It takes a certain amount of nerve to attempt a new adaptation of the life of England’s King Henry V. William Shakespeare has effectively had Hal’s story sewn up since about 1599, with his rousing and patriotic account standing as pretty much the most famous of his history plays. It seems even braver to base that new adaptation on Shakespeare’s own work, but reframing and reimagining characters and finishing it all off with entirely new, but still highly poetic dialogue. That writer/director David Michôd and co-writer/actor Joel Edgerton have succeeded in their attempt is not the most impressive part – what surprises is just how powerful and effective their film The King really is.

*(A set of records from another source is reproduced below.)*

use rand::{distributions::Alphanumeric, thread_rng, Rng};
use tracing::{info, warn};

const JWT_SECRET_LEN: usize = 32;

#[derive(Debug, Clone)]
pub struct Config {
    /// Seconds between contest ticker passes.
    pub contest_tick_interval_secs: u64,
    /// Seconds between reminder due-scans.
    pub reminder_tick_interval_secs: u64,
    /// When true, reminders with an owning user are delivered only to that
    /// user's push targets instead of fanning out to every target.
    pub scope_push_to_owner: bool,
    /// Server credential attached to outbound push deliveries. Absent means
    /// no delivery transport is configured.
    pub push_api_key: Option<String>,
    /// Secret used to validate inbound connection tokens.
    pub jwt_secret: String,
}

impl Config {
    pub fn new() -> Self {
        let contest_tick_interval_secs = env_interval("CONTEST_TICK_INTERVAL_SECS", 30);
        let reminder_tick_interval_secs = env_interval("REMINDER_TICK_INTERVAL_SECS", 60);

        let scope_push_to_owner = std::env::var("PUSH_SCOPE_TO_OWNER")
            .map(|v| v == "true" || v == "1")
            .unwrap_or(false);

        let push_api_key = std::env::var("PUSH_API_KEY").ok();

        let jwt_secret = match std::env::var("JWT_SECRET") {
            Ok(secret) => secret,
            Err(_) => {
                info!("Did not find JWT_SECRET environment variable. Going to create one.");
                random_secret(JWT_SECRET_LEN)
            }
        };

        Self {
            contest_tick_interval_secs,
            reminder_tick_interval_secs,
            scope_push_to_owner,
            push_api_key,
            jwt_secret,
        }
    }

    pub fn for_tests() -> Self {
        Self {
            contest_tick_interval_secs: 30,
            reminder_tick_interval_secs: 60,
            scope_push_to_owner: false,
            push_api_key: None,
            jwt_secret: "test-secret".into(),
        }
    }
}

impl Default for Config {
    fn default() -> Self {
        Self::new()
    }
}

fn env_interval(var: &str, default_secs: u64) -> u64 {
    match std::env::var(var) {
        Ok(raw) => match raw.parse::<u64>() {
            Ok(secs) if secs > 0 => secs,
            _ => {
                warn!(
                    "The given {}: {} is not valid, falling back to the default: {}s.",
                    var, raw, default_secs
                );
                default_secs
            }
        },
        Err(_) => default_secs,
    }
}

fn random_secret(len: usize) -> String {
    thread_rng()
        .sample_iter(&Alphanumeric)
        .take(len)
        .map(char::from)
        .collect()
}

#[cfg(test)]
mod tests {
    use super::*;

    #[test]
    fn generates_secret_of_requested_length() {
        assert_eq!(random_secret(32).len(), 32);
        assert_ne!(random_secret(32), random_secret(32));
    }
}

They introduce Prince Hal (Timothée Chalamet), drunk and disgraced, carousing with the similarly rough John Falstaff (Edgerton). Hal has been disinherited by his ailing warmonger father (Ben Mendelsohn) in favour of his younger brother Thomas (Dean-Charles Chapman). When the foolhardy Thomas dies in battle, and Henry IV passes away soon afterwards, an unwilling Hal is forced to take the throne and face both a divided kingdom and growing French provocation against it.

The King is a heavily fictionalised presentation of history, ascribing new motivations to characters, shifting events and deaths back and forth to suit Michôd and Edgerton’s narrative, and siding with good drama over accuracy whenever suitable. That is not necessarily a fault in the film, since the resulting drama is spectacularly plotted and timed, creating powerful character arcs for Hal, Falstaff, and the English royal court. Hal is presented as a pacifist, only driven to invade France after extended provocation. Chalamet’s performance is fantastic, showing off a complexity and an internal conflict that Shakespeare never had the need to create. Shakespeare’s character of Sir John Falstaff is made more realistic, with an actual intelligence to him and a stronger background in warfare and strategy. Edgerton achieves a huge amount in the role, like Chalamet presenting a complex human being rather than something superficial.

The film’s periodic action scenes emphasise realism: medieval warfare is shown to be brutally violent and periloisly clumsy, as soldiers use swords less to cut and more to beat enemies to death, and knights stagger under the weight of their armour and risking fatally slipping on the muddy battlefields. It was Mel Gibson’s 1995 epic that revolutionised medieval combat on screen, and The King has a visible debt to that work. You can also see the influence of HBO’s popular series Game of Thrones in how these violent, bloody conflicts play out. They are visually excellent, but the film’s true strength is in the courtly intrigue that drives them to occur. The King boasts some pitch-perfect casting: Mendelsohn as a cruel and unpleasant Henry IV, Robert Pattinson as a marvellously camp Dauphin, Lily Rose Depp as a blunt and whip-smart Princess Catherine, and particularly Sean Harris as the manipulative political advisor Lord William.

For fans of historical drama and medieval action, The King is a must-see. The dialogue carries power, the performances invite the audience’s engagement, and the cinematography by Adam Arkapaw (Assassin’s Creed, Macbeth) is atmospheric and involving. This is one of the strongest pictures of the year.